Stored data
++++++

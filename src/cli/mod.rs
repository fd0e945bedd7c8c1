//! Command-line interface for metagraph-workflow-config.
//!
//! Available commands:
//!
//! - **keys**: List the configuration keys a workflow config file may contain
//! - **formats**: List the supported annotation matrix formats
//! - **label-option**: Print the `metagraph annotate` option for a label source
//!
//! ## Usage
//!
//! ```text
//! # All keys, grouped by subsystem
//! metagraph-workflow-config keys
//!
//! # Only the per-rule resource overrides, as JSON
//! metagraph-workflow-config keys --group rule_overrides --format json
//!
//! # Option to pass to the annotator
//! metagraph-workflow-config label-option sequence_file_names
//! ```

use clap::{Parser, Subcommand};

pub mod formats;
pub mod keys;
pub mod label_option;

#[derive(Parser)]
#[command(name = "metagraph-workflow-config")]
#[command(version)]
#[command(about = "Inspect configuration keys and annotation options of the metagraph workflow")]
pub struct Cli {
    #[command(subcommand)]
    pub command: Commands,

    /// Enable verbose output
    #[arg(short, long, global = true)]
    pub verbose: bool,

    /// Output format
    #[arg(short, long, global = true, default_value = "text")]
    pub format: OutputFormat,
}

#[derive(Subcommand)]
pub enum Commands {
    /// List workflow configuration keys
    Keys(keys::KeysArgs),

    /// List supported annotation matrix formats
    Formats,

    /// Print the annotation command-line option for a label source
    LabelOption(label_option::LabelOptionArgs),
}

#[derive(Clone, Copy, Debug, clap::ValueEnum)]
pub enum OutputFormat {
    Text,
    Json,
    Tsv,
}
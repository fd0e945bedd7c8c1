//! Public API tests for the workflow config vocabulary
//!
//! These pin every literal shared with config files and the `metagraph`
//! command line.

use metagraph_workflow_config::core::keys;
use metagraph_workflow_config::{
    AnnotationFormat, AnnotationLabelsSource, ConfigKey, RuleResourceKey, WorkflowConfigError,
    WorkflowSettings,
};
use std::collections::HashSet;

#[test]
fn test_key_literals_are_stable() {
    let expected = [
        (keys::SEQS_FILE_LIST_PATH, "seqs_file_list_path"),
        (keys::SEQS_DIR_PATH, "seqs_dir_path"),
        (keys::TMP_DIR, "tmpdir"),
        (keys::PRIMARIZE_SAMPLES_SEPARATELY, "primarize_samples_separately"),
        (keys::KMC_MAX_BINS, "kmc_max_bins"),
        (keys::KMC_MEM_MB_PER_THREAD, "kmc_mem_mb_per_thread"),
        (keys::KMC_MEM_OVERHEAD_FACTOR, "kmc_mem_overhead_factor"),
        (keys::SAMPLE_IDS_PATH, "sample_ids_path"),
        (keys::SAMPLE_STAGING_SCRIPT_PATH, "sample_staging_script_path"),
        (
            keys::SAMPLE_STAGING_SCRIPT_ADDITIONAL_OPTIONS,
            "sample_staging_script_additional_options",
        ),
        (keys::SAMPLE_STAGING_FILE_ENDING, "sample_staging_file_ending"),
        (keys::BRWT_RELAX_ARITY, "brwt_relax_arity"),
        (keys::BRWT_PARALLEL_NODES, "brwt_parallel_nodes"),
        (keys::BRWT_LINKAGE_SUBSAMPLE, "brwt_linkage_subsample"),
        (keys::MAX_THREADS, "max_threads"),
        (keys::MAX_MEMORY_MB, "max_memory_mb"),
        (keys::MAX_DISK_MB, "max_disk_mb"),
        (keys::MAX_BUFFER_SIZE_MB, "max_buffer_size_mb"),
        (keys::RULE_CONFIGS_KEY, "rules"),
        (keys::THREADS_KEY, "threads"),
        (keys::MEM_MB_KEY, "mem_mb"),
        (keys::DISK_MB_KEY, "disk_mb"),
        (keys::MEM_BUFFER_MB_KEY, "mem_buffer_mb"),
        (keys::DISK_CAP_MB_KEY, "disk_cap_mb"),
        (keys::GNU_TIME_CMD, "gnu_time_cmd"),
    ];

    for (constant, literal) in expected {
        assert_eq!(constant, literal);
    }

    let unique: HashSet<&str> = expected.iter().map(|(c, _)| *c).collect();
    assert_eq!(unique.len(), expected.len());
    assert_eq!(keys::all_key_literals().len(), expected.len());
}

#[test]
fn test_typed_keys_cover_every_literal() {
    let typed: HashSet<&str> = ConfigKey::ALL
        .iter()
        .map(|k| k.as_str())
        .chain(RuleResourceKey::ALL.iter().map(|k| k.as_str()))
        .collect();
    let literals: HashSet<&str> = keys::all_key_literals().into_iter().collect();
    assert_eq!(typed, literals);
}

#[test]
fn test_labels_source_options() {
    assert_eq!(
        AnnotationLabelsSource::SequenceHeaders.to_annotation_cmd_option(),
        "--anno-header"
    );
    assert_eq!(
        AnnotationLabelsSource::SequenceFileNames.to_annotation_cmd_option(),
        "--anno-filename"
    );
    assert_eq!(
        AnnotationLabelsSource::SequenceFileNames.to_string(),
        "sequence_file_names"
    );
}

#[test]
fn test_labels_source_invalid_state() {
    let result = AnnotationLabelsSource::cmd_option_for("SEQUENCE_HEADERS");
    assert_eq!(
        result,
        Err(WorkflowConfigError::InvalidLabelsSource(
            "SEQUENCE_HEADERS".to_string()
        ))
    );
}

#[test]
fn test_annotation_formats() {
    assert_eq!(AnnotationFormat::ALL.len(), 9);
    for format in AnnotationFormat::ALL {
        assert_eq!(format.as_str().parse::<AnnotationFormat>(), Ok(format));
    }
    assert!("column".parse::<AnnotationFormat>().is_err());
    assert!("relax.rb_brwt".parse::<AnnotationFormat>().is_err());
}

#[test]
fn test_settings_from_config_document() {
    let json = r#"{
        "seqs_dir_path": "data/",
        "kmc_mem_overhead_factor": 0.25,
        "primarize_samples_separately": false,
        "gnu_time_cmd": "/usr/bin/time",
        "rules": {
            "build_joint_graph": {"threads": 4, "disk_cap_mb": 20000}
        }
    }"#;
    let settings: WorkflowSettings = serde_json::from_str(json).unwrap();

    assert_eq!(settings.kmc_mem_overhead_factor, Some(0.25));
    assert_eq!(settings.primarize_samples_separately, Some(false));
    assert_eq!(settings.gnu_time_cmd.as_deref(), Some("/usr/bin/time"));

    let rule = settings.rule("build_joint_graph").unwrap();
    assert_eq!(rule.threads, Some(4));
    assert_eq!(rule.disk_cap_mb, Some(20_000));
    assert_eq!(rule.mem_mb, None);
}
//! Configuration keys recognised in a workflow config file.
//!
//! The string values are read from user-edited config documents, so they must
//! never change once published. [`ConfigKey`] and [`RuleResourceKey`] wrap the
//! same literals in closed enumerations for callers that want typo protection.

use serde::{Deserialize, Serialize};
use std::str::FromStr;

use crate::core::error::WorkflowConfigError;

// Input sequences
pub const SEQS_FILE_LIST_PATH: &str = "seqs_file_list_path";
pub const SEQS_DIR_PATH: &str = "seqs_dir_path";

pub const TMP_DIR: &str = "tmpdir";

pub const PRIMARIZE_SAMPLES_SEPARATELY: &str = "primarize_samples_separately";

// KMC k-mer counting
pub const KMC_MAX_BINS: &str = "kmc_max_bins";
pub const KMC_MEM_MB_PER_THREAD: &str = "kmc_mem_mb_per_thread";
pub const KMC_MEM_OVERHEAD_FACTOR: &str = "kmc_mem_overhead_factor";

// Sample staging
pub const SAMPLE_IDS_PATH: &str = "sample_ids_path";
pub const SAMPLE_STAGING_SCRIPT_PATH: &str = "sample_staging_script_path";
pub const SAMPLE_STAGING_SCRIPT_ADDITIONAL_OPTIONS: &str =
    "sample_staging_script_additional_options";
pub const SAMPLE_STAGING_FILE_ENDING: &str = "sample_staging_file_ending";

// BRWT construction
pub const BRWT_RELAX_ARITY: &str = "brwt_relax_arity";
pub const BRWT_PARALLEL_NODES: &str = "brwt_parallel_nodes";
pub const BRWT_LINKAGE_SUBSAMPLE: &str = "brwt_linkage_subsample";

// Workflow-wide resource caps
pub const MAX_THREADS: &str = "max_threads";
pub const MAX_MEMORY_MB: &str = "max_memory_mb";
pub const MAX_DISK_MB: &str = "max_disk_mb";
pub const MAX_BUFFER_SIZE_MB: &str = "max_buffer_size_mb";

// Per-rule overrides, nested as `rules: {<rule>: {threads: .., mem_mb: ..}}`
pub const RULE_CONFIGS_KEY: &str = "rules";
pub const THREADS_KEY: &str = "threads";
pub const MEM_MB_KEY: &str = "mem_mb";
pub const DISK_MB_KEY: &str = "disk_mb";

pub const MEM_BUFFER_MB_KEY: &str = "mem_buffer_mb";
pub const DISK_CAP_MB_KEY: &str = "disk_cap_mb";

pub const GNU_TIME_CMD: &str = "gnu_time_cmd";

/// Subsystem a configuration key belongs to
#[derive(Debug, Clone, Copy, PartialEq, Eq, Hash, Serialize, Deserialize, clap::ValueEnum)]
#[serde(rename_all = "snake_case")]
#[value(rename_all = "snake_case")]
pub enum KeyGroup {
    Input,
    GraphConstruction,
    Kmc,
    SampleStaging,
    Brwt,
    Resources,
    RuleOverrides,
    Tools,
}

impl std::fmt::Display for KeyGroup {
    fn fmt(&self, f: &mut std::fmt::Formatter<'_>) -> std::fmt::Result {
        let name = match self {
            Self::Input => "input",
            Self::GraphConstruction => "graph_construction",
            Self::Kmc => "kmc",
            Self::SampleStaging => "sample_staging",
            Self::Brwt => "brwt",
            Self::Resources => "resources",
            Self::RuleOverrides => "rule_overrides",
            Self::Tools => "tools",
        };
        write!(f, "{name}")
    }
}

/// Type a key's value is expected to have, by convention only
#[derive(Debug, Clone, Copy, PartialEq, Eq, Serialize, Deserialize)]
#[serde(rename_all = "snake_case")]
pub enum ValueKind {
    Path,
    Integer,
    Float,
    Bool,
    String,
    /// Nested mapping of rule name to [`RuleResourceKey`] values
    Mapping,
}

impl std::fmt::Display for ValueKind {
    fn fmt(&self, f: &mut std::fmt::Formatter<'_>) -> std::fmt::Result {
        let name = match self {
            Self::Path => "path",
            Self::Integer => "integer",
            Self::Float => "float",
            Self::Bool => "bool",
            Self::String => "string",
            Self::Mapping => "mapping",
        };
        write!(f, "{name}")
    }
}

/// A top-level key of the workflow config
#[derive(Debug, Clone, Copy, PartialEq, Eq, Hash, Serialize, Deserialize)]
pub enum ConfigKey {
    #[serde(rename = "seqs_file_list_path")]
    SeqsFileListPath,
    #[serde(rename = "seqs_dir_path")]
    SeqsDirPath,
    #[serde(rename = "tmpdir")]
    TmpDir,
    #[serde(rename = "primarize_samples_separately")]
    PrimarizeSamplesSeparately,
    #[serde(rename = "kmc_max_bins")]
    KmcMaxBins,
    #[serde(rename = "kmc_mem_mb_per_thread")]
    KmcMemMbPerThread,
    #[serde(rename = "kmc_mem_overhead_factor")]
    KmcMemOverheadFactor,
    #[serde(rename = "sample_ids_path")]
    SampleIdsPath,
    #[serde(rename = "sample_staging_script_path")]
    SampleStagingScriptPath,
    #[serde(rename = "sample_staging_script_additional_options")]
    SampleStagingScriptAdditionalOptions,
    #[serde(rename = "sample_staging_file_ending")]
    SampleStagingFileEnding,
    #[serde(rename = "brwt_relax_arity")]
    BrwtRelaxArity,
    #[serde(rename = "brwt_parallel_nodes")]
    BrwtParallelNodes,
    #[serde(rename = "brwt_linkage_subsample")]
    BrwtLinkageSubsample,
    #[serde(rename = "max_threads")]
    MaxThreads,
    #[serde(rename = "max_memory_mb")]
    MaxMemoryMb,
    #[serde(rename = "max_disk_mb")]
    MaxDiskMb,
    #[serde(rename = "max_buffer_size_mb")]
    MaxBufferSizeMb,
    #[serde(rename = "rules")]
    Rules,
    #[serde(rename = "gnu_time_cmd")]
    GnuTimeCmd,
}

impl ConfigKey {
    /// Every top-level key, in the order they appear in a config file
    pub const ALL: [ConfigKey; 20] = [
        Self::SeqsFileListPath,
        Self::SeqsDirPath,
        Self::TmpDir,
        Self::PrimarizeSamplesSeparately,
        Self::KmcMaxBins,
        Self::KmcMemMbPerThread,
        Self::KmcMemOverheadFactor,
        Self::SampleIdsPath,
        Self::SampleStagingScriptPath,
        Self::SampleStagingScriptAdditionalOptions,
        Self::SampleStagingFileEnding,
        Self::BrwtRelaxArity,
        Self::BrwtParallelNodes,
        Self::BrwtLinkageSubsample,
        Self::MaxThreads,
        Self::MaxMemoryMb,
        Self::MaxDiskMb,
        Self::MaxBufferSizeMb,
        Self::Rules,
        Self::GnuTimeCmd,
    ];

    #[must_use]
    pub const fn as_str(self) -> &'static str {
        match self {
            Self::SeqsFileListPath => SEQS_FILE_LIST_PATH,
            Self::SeqsDirPath => SEQS_DIR_PATH,
            Self::TmpDir => TMP_DIR,
            Self::PrimarizeSamplesSeparately => PRIMARIZE_SAMPLES_SEPARATELY,
            Self::KmcMaxBins => KMC_MAX_BINS,
            Self::KmcMemMbPerThread => KMC_MEM_MB_PER_THREAD,
            Self::KmcMemOverheadFactor => KMC_MEM_OVERHEAD_FACTOR,
            Self::SampleIdsPath => SAMPLE_IDS_PATH,
            Self::SampleStagingScriptPath => SAMPLE_STAGING_SCRIPT_PATH,
            Self::SampleStagingScriptAdditionalOptions => SAMPLE_STAGING_SCRIPT_ADDITIONAL_OPTIONS,
            Self::SampleStagingFileEnding => SAMPLE_STAGING_FILE_ENDING,
            Self::BrwtRelaxArity => BRWT_RELAX_ARITY,
            Self::BrwtParallelNodes => BRWT_PARALLEL_NODES,
            Self::BrwtLinkageSubsample => BRWT_LINKAGE_SUBSAMPLE,
            Self::MaxThreads => MAX_THREADS,
            Self::MaxMemoryMb => MAX_MEMORY_MB,
            Self::MaxDiskMb => MAX_DISK_MB,
            Self::MaxBufferSizeMb => MAX_BUFFER_SIZE_MB,
            Self::Rules => RULE_CONFIGS_KEY,
            Self::GnuTimeCmd => GNU_TIME_CMD,
        }
    }

    #[must_use]
    pub const fn group(self) -> KeyGroup {
        match self {
            Self::SeqsFileListPath | Self::SeqsDirPath | Self::TmpDir => KeyGroup::Input,
            Self::PrimarizeSamplesSeparately => KeyGroup::GraphConstruction,
            Self::KmcMaxBins | Self::KmcMemMbPerThread | Self::KmcMemOverheadFactor => {
                KeyGroup::Kmc
            }
            Self::SampleIdsPath
            | Self::SampleStagingScriptPath
            | Self::SampleStagingScriptAdditionalOptions
            | Self::SampleStagingFileEnding => KeyGroup::SampleStaging,
            Self::BrwtRelaxArity | Self::BrwtParallelNodes | Self::BrwtLinkageSubsample => {
                KeyGroup::Brwt
            }
            Self::MaxThreads | Self::MaxMemoryMb | Self::MaxDiskMb | Self::MaxBufferSizeMb => {
                KeyGroup::Resources
            }
            Self::Rules => KeyGroup::RuleOverrides,
            Self::GnuTimeCmd => KeyGroup::Tools,
        }
    }

    #[must_use]
    pub const fn value_kind(self) -> ValueKind {
        match self {
            Self::SeqsFileListPath
            | Self::SeqsDirPath
            | Self::TmpDir
            | Self::SampleIdsPath
            | Self::SampleStagingScriptPath => ValueKind::Path,
            Self::PrimarizeSamplesSeparately => ValueKind::Bool,
            Self::KmcMemOverheadFactor => ValueKind::Float,
            Self::SampleStagingScriptAdditionalOptions
            | Self::SampleStagingFileEnding
            | Self::GnuTimeCmd => ValueKind::String,
            Self::Rules => ValueKind::Mapping,
            Self::KmcMaxBins
            | Self::KmcMemMbPerThread
            | Self::BrwtRelaxArity
            | Self::BrwtParallelNodes
            | Self::BrwtLinkageSubsample
            | Self::MaxThreads
            | Self::MaxMemoryMb
            | Self::MaxDiskMb
            | Self::MaxBufferSizeMb => ValueKind::Integer,
        }
    }
}

impl std::fmt::Display for ConfigKey {
    fn fmt(&self, f: &mut std::fmt::Formatter<'_>) -> std::fmt::Result {
        write!(f, "{}", self.as_str())
    }
}

impl FromStr for ConfigKey {
    type Err = WorkflowConfigError;

    fn from_str(s: &str) -> Result<Self, Self::Err> {
        Self::ALL
            .into_iter()
            .find(|key| key.as_str() == s)
            .ok_or_else(|| WorkflowConfigError::UnknownConfigKey(s.to_string()))
    }
}

/// A resource override allowed under each rule in the `rules` mapping
#[derive(Debug, Clone, Copy, PartialEq, Eq, Hash, Serialize, Deserialize)]
#[serde(rename_all = "snake_case")]
pub enum RuleResourceKey {
    Threads,
    MemMb,
    DiskMb,
    MemBufferMb,
    DiskCapMb,
}

impl RuleResourceKey {
    pub const ALL: [RuleResourceKey; 5] = [
        Self::Threads,
        Self::MemMb,
        Self::DiskMb,
        Self::MemBufferMb,
        Self::DiskCapMb,
    ];

    #[must_use]
    pub const fn as_str(self) -> &'static str {
        match self {
            Self::Threads => THREADS_KEY,
            Self::MemMb => MEM_MB_KEY,
            Self::DiskMb => DISK_MB_KEY,
            Self::MemBufferMb => MEM_BUFFER_MB_KEY,
            Self::DiskCapMb => DISK_CAP_MB_KEY,
        }
    }
}

impl std::fmt::Display for RuleResourceKey {
    fn fmt(&self, f: &mut std::fmt::Formatter<'_>) -> std::fmt::Result {
        write!(f, "{}", self.as_str())
    }
}

impl FromStr for RuleResourceKey {
    type Err = WorkflowConfigError;

    fn from_str(s: &str) -> Result<Self, Self::Err> {
        Self::ALL
            .into_iter()
            .find(|key| key.as_str() == s)
            .ok_or_else(|| WorkflowConfigError::UnknownRuleResourceKey(s.to_string()))
    }
}

/// All key literals, top-level keys first, then the nested rule keys.
#[must_use]
pub fn all_key_literals() -> Vec<&'static str> {
    ConfigKey::ALL
        .iter()
        .map(|k| k.as_str())
        .chain(RuleResourceKey::ALL.iter().map(|k| k.as_str()))
        .collect()
}
use thiserror::Error;

/// Errors raised when a string does not name a known key or enum value.
#[derive(Error, Debug, Clone, PartialEq, Eq)]
pub enum WorkflowConfigError {
    #[error("Unknown workflow config key: {0}")]
    UnknownConfigKey(String),

    #[error("Unknown rule resource key: {0}")]
    UnknownRuleResourceKey(String),

    #[error("Invalid value of AnnotationLabelsSource: got {0}")]
    InvalidLabelsSource(String),

    #[error("Unknown annotation format: {0}")]
    UnknownAnnotationFormat(String),
}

++++++

Go line by line through the data, copying each one that contains the word "impl".

## [Result for this exercise]
impl std::fmt::Display for KeyGroup {
impl std::fmt::Display for ValueKind {
impl ConfigKey {
impl std::fmt::Display for ConfigKey {
impl FromStr for ConfigKey {
impl RuleResourceKey {
impl std::fmt::Display for RuleResourceKey {
impl FromStr for RuleResourceKey {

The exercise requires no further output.